A member of my Nuclear Connection Project, Loren Gross, became interested in UFOs as a teenager when he was a member of the civilian Ground Observer Corps in the 1950's. After graduation from high school, he served four years in the U.S. Air Force as a radar operator with the Air Defense Command. In 1966 he received his B.A. degree in social science from the University of California at Chico and has since completed postgraduate work in physical science, history, and art. Mr. Gross is the author of many booklets on the early history of the UFO problem: The UFO Wave of 1896 (1974), The Mystery of the Ghost Rockets (1974), and Charles Fort, The Fortean Society, and Unidentified Flying Objects (1976). His most well-known works are the UFOs: A History series of booklets.
On March 29, I emailed Loren to see if we could post information about Mantell from his UFOs: a History, 1948. I had Jean scan the section for limited in-house use until we got the OK. Later, on June 4th, Loren would approve this in order to update the case file we were putting together.
May 12, 2006
Over a month had passed since I had been in contact with WFIE and I sent a DVD copy of the Greene-Rouse production, "U.F.O." to Drew Speier to be used for b&w era footage. Four days later I got an email from Drew:
"I have read accounts that had
Mantell
flying a P-51 and an F-51. Are they the same? I have been
going with F-51 but now I'm not so sure.

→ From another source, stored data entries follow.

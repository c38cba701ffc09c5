//! SQLite schema and migrations.

use rusqlite::{Connection, OptionalExtension};

use crate::error::StoreResult;

/// Current schema version, recorded in `meta`.
pub const SCHEMA_VERSION: i64 = 1;

const SCHEMA: &str = "
CREATE TABLE IF NOT EXISTS papers (
    id            INTEGER PRIMARY KEY,
    arxiv_id      TEXT UNIQUE NOT NULL,
    title         TEXT NOT NULL DEFAULT '',
    authors       TEXT NOT NULL DEFAULT '[]',
    abstract      TEXT NOT NULL DEFAULT '',
    categories    TEXT NOT NULL DEFAULT '[]',
    published     TEXT,
    year          INTEGER,
    doi           TEXT,
    journal_ref   TEXT,
    source_path   TEXT,
    content_hash  TEXT,
    doc_len       REAL NOT NULL DEFAULT 0,
    enriched      INTEGER NOT NULL DEFAULT 0,
    ingested_at   TEXT NOT NULL
);

CREATE TABLE IF NOT EXISTS postings (
    term      TEXT NOT NULL,
    paper_id  INTEGER NOT NULL REFERENCES papers(id) ON DELETE CASCADE,
    tf        REAL NOT NULL,
    PRIMARY KEY (term, paper_id)
) WITHOUT ROWID;

CREATE INDEX IF NOT EXISTS postings_by_paper ON postings(paper_id);
CREATE INDEX IF NOT EXISTS papers_unenriched ON papers(enriched, id);

CREATE TABLE IF NOT EXISTS meta (
    key    TEXT PRIMARY KEY,
    value  TEXT NOT NULL
);
";

/// Apply pragmas and create the schema if needed.
pub fn initialize(conn: &Connection) -> StoreResult<()> {
    conn.execute_batch(
        "PRAGMA journal_mode = WAL;
         PRAGMA foreign_keys = ON;
         PRAGMA synchronous = NORMAL;",
    )?;
    conn.execute_batch(SCHEMA)?;
    conn.execute(
        "INSERT OR IGNORE INTO meta (key, value) VALUES ('schema_version', ?1)",
        [SCHEMA_VERSION.to_string()],
    )?;
    Ok(())
}

/// Schema version stored in the database.
pub fn version(conn: &Connection) -> StoreResult<Option<i64>> {
    let value: Option<String> = conn
        .query_row("SELECT value FROM meta WHERE key = 'schema_version'", [], |row| row.get(0))
        .optional()?;
    Ok(value.and_then(|v| v.parse().ok()))
}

Can you clear this up or do I
need to contact one of the Generals I spoke with who were former
commanders of the KyANG. The documentary and the newspaper articles say
F-51...that must be correct."
I had told him 1946, which was an error, but it was in 1948, that the designation P-51 (P for pursuit) had been changed to F-51 (F for fighter) and the existing F designator for photographic reconnaissance aircraft was dropped because of a new designation scheme throughout the USAF. Later in the month we filmed my portion of the show.
May 23, 2006
The show aired on WFIE-TV, Channel 14. It was only the beginning. The evidence would continue to mount and the need for a second interview and another show explaining our new findings was a certainty.